==== SUPPLIED DATA ====

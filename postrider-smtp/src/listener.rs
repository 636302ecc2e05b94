use std::{net::SocketAddr, sync::Arc};

use futures_util::future::join_all;
use tokio::net::TcpListener;

use postrider_common::{Signal, incoming, internal};
use postrider_spool::QueueStore;

use crate::{config::ListenerConfig, session::Session};

/// The local submission listener: accepts connections and feeds completed
/// envelopes into the queue store.
#[derive(Debug)]
pub struct GatewayListener {
    listener: TcpListener,
    store: Arc<QueueStore>,
    config: ListenerConfig,
}

impl GatewayListener {
    /// Bind the configured address.
    ///
    /// # Errors
    ///
    /// Returns an error if the address cannot be bound.
    pub async fn bind(config: ListenerConfig, store: Arc<QueueStore>) -> std::io::Result<Self> {
        let listener = TcpListener::bind((config.host.as_str(), config.port)).await?;
        Ok(Self {
            listener,
            store,
            config,
        })
    }

    /// The address the listener is actually bound to (useful when the
    /// configured port is 0).
    ///
    /// # Errors
    ///
    /// Returns an error if the local address cannot be determined.
    pub fn local_addr(&self) -> std::io::Result<SocketAddr> {
        self.listener.local_addr()
    }

    /// Accept sessions until a shutdown signal arrives, then let the open
    /// sessions finish.
    ///
    /// # Errors
    ///
    /// Returns an error if accepting a connection fails.
    pub async fn serve(
        self,
        mut shutdown: tokio::sync::broadcast::Receiver<Signal>,
    ) -> std::io::Result<()> {
        internal!(
            level = INFO,
            "Submission listener serving on {}",
            self.local_addr()?
        );

        let mut sessions = Vec::default();

        loop {
            tokio::select! {
                sig = shutdown.recv() => {
                    if matches!(sig, Ok(Signal::Shutdown) | Err(_)) {
                        internal!(level = INFO, "Submission listener received shutdown, finishing sessions ...");
                        join_all(sessions).await;
                        break;
                    }
                }

                connection = self.listener.accept() => {
                    let (stream, peer) = connection?;
                    incoming!(level = DEBUG, "Connection from {peer}");

                    let session = Session::new(stream, peer, Arc::clone(&self.store), &self.config);
                    sessions.push(tokio::spawn(async move {
                        if let Err(err) = session.run().await {
                            internal!(level = ERROR, "Session with {peer} failed: {err}");
                        }
                    }));
                }
            }
        }

        Ok(())
    }
}
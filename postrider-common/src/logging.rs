//! Structured logging for the relay.
//!
//! Events are emitted inside a direction span (`incoming`, `outgoing`, or
//! `internal`) so a session transcript reads like a wire capture: what the
//! peer sent, what we replied, and what happened in between.

use std::str::FromStr;

use tracing::metadata::LevelFilter;
use tracing_subscriber::{
    Layer, filter::FilterFn, layer::SubscriberExt, util::SubscriberInitExt,
};

#[macro_export]
macro_rules! log {
    ($level:expr, $span:expr, $($msg:expr),*) => {{
        let span = $crate::tracing::span!($level, $span);
        let _enter = span.enter();

        $crate::tracing::event!($level, $($msg),*)
    }};
}

/// Something sent to a peer (a session reply, an upstream command).
#[macro_export]
macro_rules! outgoing {
    (level = $level:ident, $($msg:expr),*) => {
        $crate::log!($crate::tracing::Level::$level, "outgoing", $($msg),*)
    };

    ($($msg:expr),*) => {
        $crate::outgoing!(level = TRACE, $($msg),*)
    };
}

/// Something received from a peer.
#[macro_export]
macro_rules! incoming {
    (level = $level:ident, $($msg:expr),*) => {
        $crate::log!($crate::tracing::Level::$level, "incoming", $($msg),*)
    };

    ($($msg:expr),*) => {
        $crate::incoming!(level = TRACE, $($msg),*)
    };
}

/// Anything that never touched the wire.
#[macro_export]
macro_rules! internal {
    (level = $level:ident, $($msg:expr),*) => {
        $crate::log!($crate::tracing::Level::$level, "internal", $($msg),*)
    };

    ($($msg:expr),*) => {
        $crate::internal!(level = TRACE, $($msg),*)
    };
}

/// Install the process-wide subscriber.
///
/// Verbosity comes from `POSTRIDER_LOG` (`trace`, `debug`, `info`, `warn`,
/// `error`), defaulting to `info` in release builds. Only this workspace's
/// own events pass the filter; dependency chatter is dropped. Timestamps are
/// UTC RFC 3339 so delivery logs line up with `Received:` headers and
/// upstream provider logs.
pub fn init() {
    let fallback = if cfg!(debug_assertions) {
        LevelFilter::TRACE
    } else {
        LevelFilter::INFO
    };

    let level = std::env::var("POSTRIDER_LOG").map_or(fallback, |requested| {
        LevelFilter::from_str(&requested).unwrap_or_else(|_| {
            eprintln!("Unrecognised POSTRIDER_LOG value {requested:?}, using {fallback}");
            fallback
        })
    });

    let relay_only = FilterFn::new(|metadata| metadata.target().starts_with("postrider"));

    let format = tracing_subscriber::fmt::layer()
        .compact()
        .with_file(false)
        .with_line_number(false)
        .with_timer(tracing_subscriber::fmt::time::ChronoUtc::rfc_3339());

    tracing_subscriber::registry()
        .with(format.with_filter(level).with_filter(relay_only))
        .init();
}
//! Error types for the SMTP client.

use std::io;

use thiserror::Error;

/// Errors that can occur when speaking to the upstream server.
#[derive(Error, Debug)]
pub enum ClientError {
    /// IO error occurred during network operations.
    #[error("IO error: {0}")]
    Io(#[from] io::Error),

    /// Failed to parse an SMTP response from the server.
    #[error("Failed to parse SMTP response: {0}")]
    ParseError(String),

    /// TLS/SSL error occurred.
    #[error("TLS error: {0}")]
    TlsError(String),

    /// Connection was closed unexpectedly.
    #[error("Connection closed unexpectedly")]
    ConnectionClosed,

    /// UTF-8 decoding error.
    #[error("UTF-8 error: {0}")]
    Utf8Error(#[from] std::str::Utf8Error),
}

/// Specialized `Result` type for SMTP client operations.
pub type Result<T> = std::result::Result<T, ClientError>;
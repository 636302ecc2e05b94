//! Retry policy for delivery attempts.
//!
//! A pure decision function over already-classified failures: given which
//! attempt just failed and how, it answers "retry after this delay" or
//! "give up". It performs no I/O and holds no mutable state, so it can be
//! tested exhaustively on its own.

use std::time::Duration;

use serde::{Deserialize, Serialize};

use crate::error::DeliveryError;

/// How the delay between retries grows.
#[derive(Debug, Clone, Copy, Default, PartialEq, Eq, Serialize, Deserialize)]
#[serde(rename_all = "lowercase")]
pub enum Backoff {
    /// Every retry waits the same `retry_delay`.
    #[default]
    Flat,
    /// Retry `n` waits `retry_delay * 2^(n - 1)`, capped at `max_retry_delay`.
    Exponential,
}

/// What the dispatcher should do with a failed attempt.
#[derive(Debug, Clone, Copy, PartialEq, Eq)]
pub enum RetryDecision {
    /// Schedule another attempt after the delay.
    Retry(Duration),
    /// Terminal; stop trying.
    Fail,
}

/// Retry policy configuration for delivery attempts.
#[derive(Debug, Clone, Serialize, Deserialize)]
pub struct RetryPolicy {
    /// Maximum number of retries after the initial attempt.
    ///
    /// A message is attempted at most `max_retries + 1` times in total.
    ///
    /// Default: 3
    #[serde(default = "defaults::max_retries")]
    pub max_retries: u32,

    /// Base delay between attempts (in seconds).
    ///
    /// Default: 300 seconds (5 minutes)
    #[serde(default = "defaults::retry_delay_secs")]
    pub retry_delay_secs: u64,

    /// Delay growth strategy.
    ///
    /// Default: flat
    #[serde(default)]
    pub backoff: Backoff,

    /// Cap on the delay when exponential backoff is configured (in seconds).
    ///
    /// Default: 86400 seconds (24 hours)
    #[serde(default = "defaults::max_retry_delay_secs")]
    pub max_retry_delay_secs: u64,
}

impl Default for RetryPolicy {
    fn default() -> Self {
        Self {
            max_retries: defaults::max_retries(),
            retry_delay_secs: defaults::retry_delay_secs(),
            backoff: Backoff::default(),
            max_retry_delay_secs: defaults::max_retry_delay_secs(),
        }
    }
}

impl RetryPolicy {
    /// Decide the next state after attempt number `attempt` (1-indexed, the
    /// attempt that just failed) ended with `error`.
    ///
    /// A permanent failure is terminal immediately, whatever the remaining
    /// budget; retrying it cannot succeed and only wastes delivery quota.
    #[must_use]
    pub fn decide(&self, attempt: u32, error: &DeliveryError) -> RetryDecision {
        if error.is_permanent() {
            return RetryDecision::Fail;
        }

        if attempt > self.max_retries {
            RetryDecision::Fail
        } else {
            RetryDecision::Retry(self.delay_for(attempt))
        }
    }

    /// The delay scheduled after attempt number `attempt` fails transiently.
    #[must_use]
    pub fn delay_for(&self, attempt: u32) -> Duration {
        let base = Duration::from_secs(self.retry_delay_secs);

        match self.backoff {
            Backoff::Flat => base,
            Backoff::Exponential => {
                let cap = Duration::from_secs(self.max_retry_delay_secs);
                let exponent = attempt.saturating_sub(1).min(31);
                base.saturating_mul(1_u32 << exponent).min(cap)
            }
        }
    }
}

mod defaults {
    pub const fn max_retries() -> u32 {
        3
    }

    pub const fn retry_delay_secs() -> u64 {
        300 // 5 minutes
    }

    pub const fn max_retry_delay_secs() -> u64 {
        86400 // 24 hours
    }
}

#[cfg(test)]
mod tests {
    use crate::error::{PermanentError, TemporaryError};

    use super::*;

    fn transient() -> DeliveryError {
        DeliveryError::Temporary(TemporaryError::ServerBusy("451 busy".to_owned()))
    }

    fn permanent() -> DeliveryError {
        DeliveryError::Permanent(PermanentError::InvalidRecipient("550 unknown".to_owned()))
    }

    #[test]
    fn test_defaults() {
        let policy = RetryPolicy::default();
        assert_eq!(policy.max_retries, 3);
        assert_eq!(policy.retry_delay_secs, 300);
        assert_eq!(policy.backoff, Backoff::Flat);
        assert_eq!(policy.max_retry_delay_secs, 86400);
    }

    #[test]
    fn test_flat_schedule_until_budget_runs_out() {
        let policy = RetryPolicy {
            max_retries: 2,
            retry_delay_secs: 5,
            ..RetryPolicy::default()
        };

        // Two retries of 5 seconds each, then terminal on the third attempt
        assert_eq!(
            policy.decide(1, &transient()),
            RetryDecision::Retry(Duration::from_secs(5))
        );
        assert_eq!(
            policy.decide(2, &transient()),
            RetryDecision::Retry(Duration::from_secs(5))
        );
        assert_eq!(policy.decide(3, &transient()), RetryDecision::Fail);
    }

    #[test]
    fn test_permanent_failure_short_circuits() {
        let policy = RetryPolicy::default();

        assert_eq!(policy.decide(1, &permanent()), RetryDecision::Fail);
        assert_eq!(policy.decide(2, &permanent()), RetryDecision::Fail);
    }

    #[test]
    fn test_zero_retries_fails_on_first_attempt() {
        let policy = RetryPolicy {
            max_retries: 0,
            ..RetryPolicy::default()
        };

        assert_eq!(policy.decide(1, &transient()), RetryDecision::Fail);
    }

    #[test]
    fn test_exponential_delay_doubles_per_attempt() {
        let policy = RetryPolicy {
            max_retries: 10,
            retry_delay_secs: 60,
            backoff: Backoff::Exponential,
            max_retry_delay_secs: 86400,
        };

        assert_eq!(policy.delay_for(1), Duration::from_secs(60));
        assert_eq!(policy.delay_for(2), Duration::from_secs(120));
        assert_eq!(policy.delay_for(3), Duration::from_secs(240));
        assert_eq!(policy.delay_for(4), Duration::from_secs(480));
    }

    #[test]
    fn test_exponential_delay_is_capped() {
        let policy = RetryPolicy {
            max_retries: 30,
            retry_delay_secs: 3600,
            backoff: Backoff::Exponential,
            max_retry_delay_secs: 86400,
        };

        assert_eq!(policy.delay_for(5), Duration::from_secs(57600));
        assert_eq!(policy.delay_for(6), Duration::from_secs(86400));
        assert_eq!(policy.delay_for(20), Duration::from_secs(86400));
    }
}
use std::{
    collections::HashMap,
    sync::{Arc, RwLock},
};

use async_trait::async_trait;

use crate::{MessageId, MessageRecord, SpoolError, backends::BackingStore};

/// In-memory backing store implementation
///
/// Stores records in a `HashMap` protected by an `RwLock`. Primarily intended
/// for testing, but can also be used where losing the queue on restart is
/// acceptable.
///
/// # Capacity Management
/// The store can be configured with a maximum capacity to bound memory growth.
/// When capacity is reached, storing a new record fails with an error.
#[derive(Debug, Clone)]
pub struct MemoryBackingStore {
    records: Arc<RwLock<HashMap<MessageId, MessageRecord>>>,
    /// Maximum number of records to store (None = unlimited)
    capacity: Option<usize>,
}

impl MemoryBackingStore {
    /// Create a new empty memory-backed store with unlimited capacity
    #[must_use]
    pub fn new() -> Self {
        Self {
            records: Arc::new(RwLock::new(HashMap::new())),
            capacity: None,
        }
    }

    /// Create a new memory-backed store with a capacity limit
    #[must_use]
    pub fn with_capacity(capacity: usize) -> Self {
        Self {
            records: Arc::new(RwLock::new(HashMap::new())),
            capacity: Some(capacity),
        }
    }

    /// Get the current number of records in the store
    ///
    /// Recovers gracefully if the lock is poisoned by accessing the underlying data.
    #[must_use]
    pub fn len(&self) -> usize {
        self.records
            .read()
            .unwrap_or_else(std::sync::PoisonError::into_inner)
            .len()
    }

    /// Check if the store is empty
    #[must_use]
    pub fn is_empty(&self) -> bool {
        self.len() == 0
    }

    /// Get the configured capacity (None = unlimited)
    #[must_use]
    pub const fn capacity(&self) -> Option<usize> {
        self.capacity
    }
}

impl Default for MemoryBackingStore {
    fn default() -> Self {
        Self::new()
    }
}

#[async_trait]
impl BackingStore for MemoryBackingStore {
    async fn store(&self, record: &MessageRecord) -> crate::Result<()> {
        // Overwrites of an existing record never count against capacity
        if let Some(cap) = self.capacity
            && !self.records.read()?.contains_key(&record.id)
            && self.len() >= cap
        {
            return Err(SpoolError::Internal(format!(
                "Memory spool capacity exceeded: {}/{} records",
                self.len(),
                cap
            )));
        }

        self.records.write()?.insert(record.id, record.clone());

        Ok(())
    }

    async fn load(&self, id: MessageId) -> crate::Result<MessageRecord> {
        self.records
            .read()?
            .get(&id)
            .cloned()
            .ok_or(SpoolError::UnknownId(id))
    }

    async fn load_all(&self) -> crate::Result<Vec<MessageRecord>> {
        Ok(self.records.read()?.values().cloned().collect())
    }

    async fn remove(&self, id: MessageId) -> crate::Result<()> {
        self.records
            .write()?
            .remove(&id)
            .ok_or(SpoolError::UnknownId(id))?;
        Ok(())
    }
}

#[cfg(test)]
#[allow(clippy::unwrap_used, clippy::expect_used)]
mod tests {
    use std::time::SystemTime;

    use postrider_common::envelope::Envelope;

    use crate::record::DeliveryStatus;

    use super::*;

    fn record(data: &str) -> MessageRecord {
        MessageRecord::accept(
            Envelope::new(
                "sender@example.com".to_owned(),
                vec!["rcpt@example.com".to_owned()],
                data.as_bytes().to_vec(),
            ),
            SystemTime::now(),
        )
    }

    #[tokio::test]
    #[cfg_attr(miri, ignore = "Calls an unsupported method")]
    async fn test_memory_store_basic_operations() {
        let store = MemoryBackingStore::new();
        let rec = record("test message");

        store.store(&rec).await.expect("Failed to store");

        let all = store.load_all().await.expect("Failed to load all");
        assert_eq!(all.len(), 1);
        assert_eq!(all[0], rec);

        let loaded = store.load(rec.id).await.expect("Failed to load");
        assert_eq!(loaded.envelope.data(), rec.envelope.data());

        store.remove(rec.id).await.expect("Failed to remove");
        assert!(store.load_all().await.expect("Failed to load all").is_empty());
        assert!(matches!(
            store.load(rec.id).await,
            Err(SpoolError::UnknownId(_))
        ));
    }

    #[tokio::test]
    #[cfg_attr(miri, ignore = "Calls an unsupported method")]
    async fn test_overwrite_replaces_record() {
        let store = MemoryBackingStore::new();
        let mut rec = record("test message");

        store.store(&rec).await.expect("Failed to store");

        rec.status = DeliveryStatus::InFlight;
        store.store(&rec).await.expect("Failed to overwrite");

        let loaded = store.load(rec.id).await.expect("Failed to load");
        assert_eq!(loaded.status, DeliveryStatus::InFlight);
        assert_eq!(store.len(), 1);
    }

    #[tokio::test]
    #[cfg_attr(miri, ignore = "Calls an unsupported method")]
    async fn test_memory_store_capacity_limit() {
        let store = MemoryBackingStore::with_capacity(2);

        let first = record("message 1");
        let second = record("message 2");
        store.store(&first).await.expect("First store should succeed");
        store
            .store(&second)
            .await
            .expect("Second store should succeed");

        // Third record should be refused
        let third = record("message 3");
        let result = store.store(&third).await;
        assert!(result.is_err());
        assert!(
            result
                .unwrap_err()
                .to_string()
                .contains("capacity exceeded")
        );

        // Overwriting an existing record is always allowed
        store.store(&first).await.expect("Overwrite should succeed");

        // After removing one, a new record fits again
        store.remove(first.id).await.expect("Failed to remove");
        store.store(&third).await.expect("Store should succeed");
    }

    #[tokio::test]
    #[cfg_attr(miri, ignore = "Calls an unsupported method")]
    async fn test_unique_id_generation() {
        let store = MemoryBackingStore::new();

        let mut handles = vec![];
        for i in 0..100 {
            let store_clone = store.clone();
            handles.push(tokio::spawn(async move {
                let rec = record(&format!("message {i}"));
                store_clone.store(&rec).await
            }));
        }

        for handle in handles {
            handle.await.expect("Task panicked").expect("Store failed");
        }

        let all = store.load_all().await.expect("Failed to load all");
        assert_eq!(all.len(), 100);

        let mut id_set = std::collections::HashSet::new();
        for rec in &all {
            assert!(id_set.insert(rec.id), "Found duplicate ID: {}", rec.id);
        }
    }

    #[test]
    fn test_capacity_methods() {
        let unlimited = MemoryBackingStore::new();
        assert_eq!(unlimited.capacity(), None);

        let limited = MemoryBackingStore::with_capacity(100);
        assert_eq!(limited.capacity(), Some(100));
    }
}
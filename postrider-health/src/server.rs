//! Health check and stats HTTP server

use std::sync::Arc;
use std::time::Duration;

use axum::{
    Json, Router,
    extract::State,
    http::StatusCode,
    response::{IntoResponse, Response},
    routing::get,
};
use serde::Serialize;
use tokio::net::TcpListener;
use tower_http::timeout::TimeoutLayer;

use postrider_common::Signal;
use postrider_spool::{Counters, QueueStore};

use crate::{HealthConfig, HealthError};

#[derive(Clone)]
struct AppState {
    store: Arc<QueueStore>,
    max_queue_depth: u64,
}

/// Queue accounting as reported by `/stats`.
#[derive(Debug, Serialize)]
struct Stats {
    #[serde(flatten)]
    counters: Counters,
    depth: u64,
}

/// Health check HTTP server
///
/// Provides `/health/live` and `/health/ready` endpoints for Kubernetes
/// probes, and `/stats` for queue accounting.
pub struct HealthServer {
    listener: TcpListener,
    router: Router,
}

impl HealthServer {
    /// Create a new health server
    ///
    /// # Errors
    ///
    /// Returns an error if binding to the specified address fails.
    pub async fn new(config: HealthConfig, store: Arc<QueueStore>) -> Result<Self, HealthError> {
        let listener = TcpListener::bind(&config.listen_address)
            .await
            .map_err(|e| HealthError::BindError {
                address: config.listen_address.clone(),
                source: e,
            })?;

        tracing::info!(
            address = %config.listen_address,
            "Health check server bound successfully"
        );

        let state = AppState {
            store,
            max_queue_depth: config.max_queue_depth,
        };

        let router = Router::new()
            .route("/health/live", get(liveness_handler))
            .route("/health/ready", get(readiness_handler))
            .route("/stats", get(stats_handler))
            .with_state(state)
            // Probes must respond within 1 second
            .layer(TimeoutLayer::new(Duration::from_secs(1)));

        Ok(Self { listener, router })
    }

    /// Run the health server until shutdown signal is received
    ///
    /// # Errors
    ///
    /// Returns an error if the server encounters a runtime error.
    pub async fn serve(
        self,
        mut shutdown: tokio::sync::broadcast::Receiver<Signal>,
    ) -> Result<(), HealthError> {
        tracing::info!("Health check server starting");

        axum::serve(self.listener, self.router)
            .with_graceful_shutdown(async move {
                let _ = shutdown.recv().await;
                tracing::info!("Health check server received shutdown signal");
            })
            .await
            .map_err(|e| HealthError::ServerError(e.to_string()))?;

        tracing::info!("Health check server stopped");
        Ok(())
    }
}

/// Liveness probe handler
///
/// Returns 200 OK if the process is alive (can respond to requests).
async fn liveness_handler() -> Response {
    (StatusCode::OK, "OK").into_response()
}

/// Readiness probe handler
///
/// Returns 200 OK while the queue backlog is within bounds. Once the number
/// of undelivered messages exceeds the configured threshold the probe fails,
/// so orchestrators steer submissions elsewhere until the backlog drains.
async fn readiness_handler(State(state): State<AppState>) -> Response {
    let counters = state.store.counters().await;
    let depth = counters.depth();

    if depth <= state.max_queue_depth {
        (StatusCode::OK, "OK").into_response()
    } else {
        tracing::warn!(
            depth,
            max_queue_depth = state.max_queue_depth,
            "Readiness probe failed"
        );
        (
            StatusCode::SERVICE_UNAVAILABLE,
            Json(Stats { counters, depth }),
        )
            .into_response()
    }
}

/// Stats handler
///
/// Returns the queue counters along with the current backlog depth.
async fn stats_handler(State(state): State<AppState>) -> Response {
    let counters = state.store.counters().await;
    let depth = counters.depth();

    Json(Stats { counters, depth }).into_response()
}
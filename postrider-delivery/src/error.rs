//! Typed error handling for delivery attempts.
//!
//! Every failure is classified exactly once, at the transport boundary,
//! into one of two kinds:
//! - Permanent failures (5xx SMTP codes) - don't retry
//! - Temporary failures (4xx SMTP codes, I/O, timeouts) - retry with backoff
//!
//! Everything downstream of the transport consumes the classification and
//! never re-derives it.

use thiserror::Error;

/// The outcome classification of a failed delivery attempt.
#[derive(Debug, Error)]
pub enum DeliveryError {
    /// Permanent failure that should not be retried (e.g., 5xx SMTP codes).
    #[error("Permanent failure: {0}")]
    Permanent(#[from] PermanentError),

    /// Temporary failure that can be retried with backoff (e.g., 4xx SMTP codes).
    #[error("Temporary failure: {0}")]
    Temporary(#[from] TemporaryError),
}

/// Permanent errors that should not be retried.
///
/// These typically correspond to 5xx SMTP response codes.
#[derive(Debug, Error)]
pub enum PermanentError {
    /// Recipient address is invalid or rejected by the server.
    #[error("Invalid recipient: {0}")]
    InvalidRecipient(String),

    /// Message was rejected by the server (e.g., policy violation, spam).
    #[error("Message rejected: {0}")]
    MessageRejected(String),

    /// SMTP authentication failed.
    #[error("Authentication failed: {0}")]
    AuthenticationFailed(String),

    /// Message size exceeds server limits.
    #[error("Message too large: {0}")]
    MessageTooLarge(String),
}

/// Temporary errors that should be retried with backoff.
///
/// These typically correspond to 4xx SMTP response codes or transient
/// network issues.
#[derive(Debug, Error)]
pub enum TemporaryError {
    /// Failed to establish connection to the upstream server.
    #[error("Connection failed: {0}")]
    ConnectionFailed(String),

    /// Server is temporarily busy or unavailable.
    #[error("Server busy: {0}")]
    ServerBusy(String),

    /// The attempt exceeded its deadline.
    #[error("Attempt timed out: {0}")]
    Timeout(String),

    /// Server returned a temporary failure code.
    #[error("Temporary SMTP error: {0}")]
    SmtpTemporary(String),

    /// TLS handshake failed.
    #[error("TLS handshake failed: {0}")]
    TlsHandshakeFailed(String),
}

impl DeliveryError {
    /// Returns `true` if this error is temporary and may be retried.
    #[must_use]
    pub const fn is_temporary(&self) -> bool {
        matches!(self, Self::Temporary(_))
    }

    /// Returns `true` if this error is permanent and must not be retried.
    #[must_use]
    pub const fn is_permanent(&self) -> bool {
        matches!(self, Self::Permanent(_))
    }

    /// Classify an SMTP reply code the upstream returned for any command.
    ///
    /// 4xx codes become temporary failures, everything else that reaches
    /// this function (5xx, or a malformed code) is treated as permanent.
    #[must_use]
    pub fn from_smtp_reply(code: u16, message: &str) -> Self {
        if (400..500).contains(&code) {
            match code {
                421 | 450 => {
                    Self::Temporary(TemporaryError::ServerBusy(format!("{code} {message}")))
                }
                _ => Self::Temporary(TemporaryError::SmtpTemporary(format!("{code} {message}"))),
            }
        } else {
            match code {
                550 | 551 | 553 => {
                    Self::Permanent(PermanentError::InvalidRecipient(format!("{code} {message}")))
                }
                552 => {
                    Self::Permanent(PermanentError::MessageTooLarge(format!("{code} {message}")))
                }
                535 => Self::Permanent(PermanentError::AuthenticationFailed(format!(
                    "{code} {message}"
                ))),
                _ => Self::Permanent(PermanentError::MessageRejected(format!("{code} {message}"))),
            }
        }
    }
}
/// Identifier for a queued message
///
/// A globally unique identifier (ULID) that serves as both the tracking ID
/// and the filename for spooled records. ULIDs are lexicographically sortable
/// by creation time and collision-resistant.
#[derive(Debug, Clone, Copy, PartialEq, Eq, Hash, PartialOrd, Ord)]
pub struct MessageId {
    id: ulid::Ulid,
}

impl MessageId {
    /// Parse a message ID from a filename like `01ARYZ6S41.bin`
    ///
    /// Validates that the filename is a valid ULID to prevent path traversal
    /// attacks.
    ///
    /// # Security
    /// This function explicitly rejects:
    /// - Path separators (/ and \)
    /// - Directory traversal patterns (..)
    /// - Invalid ULID format
    pub fn from_filename(filename: &str) -> Option<Self> {
        if filename.contains('/') || filename.contains('\\') {
            return None;
        }

        if filename.contains("..") {
            return None;
        }

        let stem = filename.strip_suffix(".bin")?;

        let id = ulid::Ulid::from_string(stem).ok()?;

        Some(Self { id })
    }

    /// Create a new message ID from a ULID
    #[must_use]
    pub const fn new(id: ulid::Ulid) -> Self {
        Self { id }
    }

    /// Generate a new unique message ID
    #[must_use]
    pub fn generate() -> Self {
        Self {
            id: ulid::Ulid::new(),
        }
    }

    /// Get the underlying ULID
    #[must_use]
    pub const fn ulid(&self) -> ulid::Ulid {
        self.id
    }

    /// The filename this record is stored under
    #[must_use]
    pub fn filename(&self) -> String {
        format!("{}.bin", self.id)
    }
}

impl std::fmt::Display for MessageId {
    fn fmt(&self, f: &mut std::fmt::Formatter<'_>) -> std::fmt::Result {
        write!(f, "{}", self.id)
    }
}

impl serde::Serialize for MessageId {
    fn serialize<S>(&self, serializer: S) -> Result<S::Ok, S::Error>
    where
        S: serde::Serializer,
    {
        serializer.serialize_str(&self.id.to_string())
    }
}

impl<'de> serde::Deserialize<'de> for MessageId {
    fn deserialize<D>(deserializer: D) -> Result<Self, D::Error>
    where
        D: serde::Deserializer<'de>,
    {
        let s = String::deserialize(deserializer)?;
        let id = ulid::Ulid::from_string(&s).map_err(serde::de::Error::custom)?;
        Ok(Self { id })
    }
}

#[cfg(test)]
mod tests {
    use super::*;

    #[test]
    fn test_message_id_filename_validation() {
        // Valid ULIDs (26 characters)
        assert!(MessageId::from_filename("01ARZ3NDEKTSV4RRFFQ69G5FAV.bin").is_some());

        // Invalid IDs (security)
        assert!(MessageId::from_filename("../etc/passwd.bin").is_none());
        assert!(MessageId::from_filename("foo/bar.bin").is_none());
        assert!(MessageId::from_filename("..\\windows\\system32.bin").is_none());

        // Invalid IDs (format)
        assert!(MessageId::from_filename("not_a_valid_ulid.bin").is_none());
        assert!(MessageId::from_filename("1234567890.bin").is_none());

        // Unsupported extension
        assert!(MessageId::from_filename("01ARZ3NDEKTSV4RRFFQ69G5FAV.json").is_none());
    }

    #[test]
    fn test_filename_round_trip() {
        let id = MessageId::generate();
        assert_eq!(MessageId::from_filename(&id.filename()), Some(id));
    }
}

====

## WHAT TO PRODUCE
Using the data above, reproduce exactly the lines from the line that contains "LevelFilter::TRACE" through the line that contains "let relay_only = FilterFn::new(|metadata|", including both.

## FINISHED TASK
        LevelFilter::TRACE
    } else {
        LevelFilter::INFO
    };

    let level = std::env::var("POSTRIDER_LOG").map_or(fallback, |requested| {
        LevelFilter::from_str(&requested).unwrap_or_else(|_| {
            eprintln!("Unrecognised POSTRIDER_LOG value {requested:?}, using {fallback}");
            fallback
        })
    });

    let relay_only = FilterFn::new(|metadata| metadata.target().starts_with("postrider"));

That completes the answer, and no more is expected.